_What this task involves:_
Where a line of the data below has the string "delete", copy that line.

_Data to process:_
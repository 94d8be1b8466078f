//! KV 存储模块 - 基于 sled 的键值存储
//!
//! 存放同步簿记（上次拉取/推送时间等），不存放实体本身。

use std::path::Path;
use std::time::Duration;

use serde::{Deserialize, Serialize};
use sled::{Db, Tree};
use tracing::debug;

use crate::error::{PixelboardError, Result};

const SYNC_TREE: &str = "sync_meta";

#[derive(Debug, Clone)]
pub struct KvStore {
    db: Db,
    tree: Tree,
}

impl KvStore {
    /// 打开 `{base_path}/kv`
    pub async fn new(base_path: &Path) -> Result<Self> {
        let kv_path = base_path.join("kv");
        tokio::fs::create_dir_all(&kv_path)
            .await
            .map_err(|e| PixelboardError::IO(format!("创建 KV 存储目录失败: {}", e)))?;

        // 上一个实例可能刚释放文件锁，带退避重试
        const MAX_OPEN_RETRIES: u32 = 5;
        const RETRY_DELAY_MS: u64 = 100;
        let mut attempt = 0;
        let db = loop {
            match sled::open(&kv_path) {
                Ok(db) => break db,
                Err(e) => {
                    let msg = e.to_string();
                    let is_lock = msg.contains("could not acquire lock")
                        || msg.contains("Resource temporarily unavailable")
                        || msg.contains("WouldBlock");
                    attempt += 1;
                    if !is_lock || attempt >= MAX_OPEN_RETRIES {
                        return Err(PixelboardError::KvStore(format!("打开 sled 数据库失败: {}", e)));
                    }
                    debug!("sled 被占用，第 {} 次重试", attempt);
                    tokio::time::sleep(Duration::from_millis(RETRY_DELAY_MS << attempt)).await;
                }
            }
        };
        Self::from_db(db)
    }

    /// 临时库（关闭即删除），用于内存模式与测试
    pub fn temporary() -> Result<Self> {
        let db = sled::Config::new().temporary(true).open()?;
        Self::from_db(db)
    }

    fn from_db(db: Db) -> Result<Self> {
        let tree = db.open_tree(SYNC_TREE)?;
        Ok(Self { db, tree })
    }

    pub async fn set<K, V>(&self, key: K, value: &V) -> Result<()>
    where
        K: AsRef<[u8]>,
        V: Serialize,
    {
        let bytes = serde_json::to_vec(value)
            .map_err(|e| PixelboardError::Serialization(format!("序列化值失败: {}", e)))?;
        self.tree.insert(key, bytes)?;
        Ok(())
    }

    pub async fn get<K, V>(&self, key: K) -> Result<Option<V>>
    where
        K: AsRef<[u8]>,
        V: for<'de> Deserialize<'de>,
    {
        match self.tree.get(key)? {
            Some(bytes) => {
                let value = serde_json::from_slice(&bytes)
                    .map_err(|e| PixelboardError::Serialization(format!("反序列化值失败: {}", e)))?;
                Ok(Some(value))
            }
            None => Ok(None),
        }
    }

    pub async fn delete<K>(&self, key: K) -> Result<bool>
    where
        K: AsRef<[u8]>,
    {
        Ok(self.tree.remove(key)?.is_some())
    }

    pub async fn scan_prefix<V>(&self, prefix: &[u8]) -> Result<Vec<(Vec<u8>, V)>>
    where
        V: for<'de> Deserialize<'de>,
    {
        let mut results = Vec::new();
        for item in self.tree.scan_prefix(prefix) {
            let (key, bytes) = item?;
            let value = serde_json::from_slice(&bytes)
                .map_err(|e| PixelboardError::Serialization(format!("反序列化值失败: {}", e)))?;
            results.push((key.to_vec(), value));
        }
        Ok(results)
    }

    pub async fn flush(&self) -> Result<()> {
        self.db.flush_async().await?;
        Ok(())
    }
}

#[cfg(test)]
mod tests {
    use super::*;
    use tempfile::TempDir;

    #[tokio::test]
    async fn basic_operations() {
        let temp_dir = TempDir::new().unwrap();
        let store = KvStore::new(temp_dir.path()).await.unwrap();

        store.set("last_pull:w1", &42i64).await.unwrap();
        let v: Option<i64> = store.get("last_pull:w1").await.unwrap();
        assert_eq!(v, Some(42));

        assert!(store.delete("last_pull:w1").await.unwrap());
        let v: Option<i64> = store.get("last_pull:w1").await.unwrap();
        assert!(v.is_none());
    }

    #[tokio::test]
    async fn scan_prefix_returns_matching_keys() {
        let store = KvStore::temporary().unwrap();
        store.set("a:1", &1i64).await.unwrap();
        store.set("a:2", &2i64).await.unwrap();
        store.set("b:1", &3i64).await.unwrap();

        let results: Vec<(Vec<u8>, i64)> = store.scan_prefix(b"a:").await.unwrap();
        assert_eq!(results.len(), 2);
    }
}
* * *
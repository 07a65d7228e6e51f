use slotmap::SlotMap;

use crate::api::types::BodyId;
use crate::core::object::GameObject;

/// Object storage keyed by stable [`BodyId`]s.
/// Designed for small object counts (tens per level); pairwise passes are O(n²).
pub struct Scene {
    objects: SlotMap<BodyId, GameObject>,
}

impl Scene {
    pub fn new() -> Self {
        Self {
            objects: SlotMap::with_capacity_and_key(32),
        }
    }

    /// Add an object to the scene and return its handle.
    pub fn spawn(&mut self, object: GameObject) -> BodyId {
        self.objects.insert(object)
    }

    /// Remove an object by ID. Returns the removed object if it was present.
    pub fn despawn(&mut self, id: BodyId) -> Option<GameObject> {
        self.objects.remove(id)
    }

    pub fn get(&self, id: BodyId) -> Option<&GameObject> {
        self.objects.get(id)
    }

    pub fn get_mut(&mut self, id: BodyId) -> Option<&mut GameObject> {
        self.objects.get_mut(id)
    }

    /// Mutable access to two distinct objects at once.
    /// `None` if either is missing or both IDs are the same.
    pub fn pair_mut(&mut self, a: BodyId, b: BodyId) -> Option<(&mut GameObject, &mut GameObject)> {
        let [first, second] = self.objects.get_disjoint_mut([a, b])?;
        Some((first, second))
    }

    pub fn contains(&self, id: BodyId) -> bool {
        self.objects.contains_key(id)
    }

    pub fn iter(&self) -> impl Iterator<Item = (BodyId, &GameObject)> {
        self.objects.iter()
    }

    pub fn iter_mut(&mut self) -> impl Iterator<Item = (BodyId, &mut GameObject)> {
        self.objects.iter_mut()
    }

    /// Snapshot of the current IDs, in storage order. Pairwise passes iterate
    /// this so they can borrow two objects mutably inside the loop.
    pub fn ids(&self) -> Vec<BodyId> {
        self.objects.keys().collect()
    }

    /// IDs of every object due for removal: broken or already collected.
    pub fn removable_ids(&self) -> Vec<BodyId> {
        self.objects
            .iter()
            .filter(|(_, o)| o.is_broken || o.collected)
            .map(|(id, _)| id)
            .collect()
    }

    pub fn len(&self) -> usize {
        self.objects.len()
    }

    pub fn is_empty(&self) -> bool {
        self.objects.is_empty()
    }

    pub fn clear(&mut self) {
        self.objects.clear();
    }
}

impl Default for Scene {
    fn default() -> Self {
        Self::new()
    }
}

_Exercise response:_
    pub async fn delete<K>(&self, key: K) -> Result<bool>
        assert!(store.delete("last_pull:w1").await.unwrap());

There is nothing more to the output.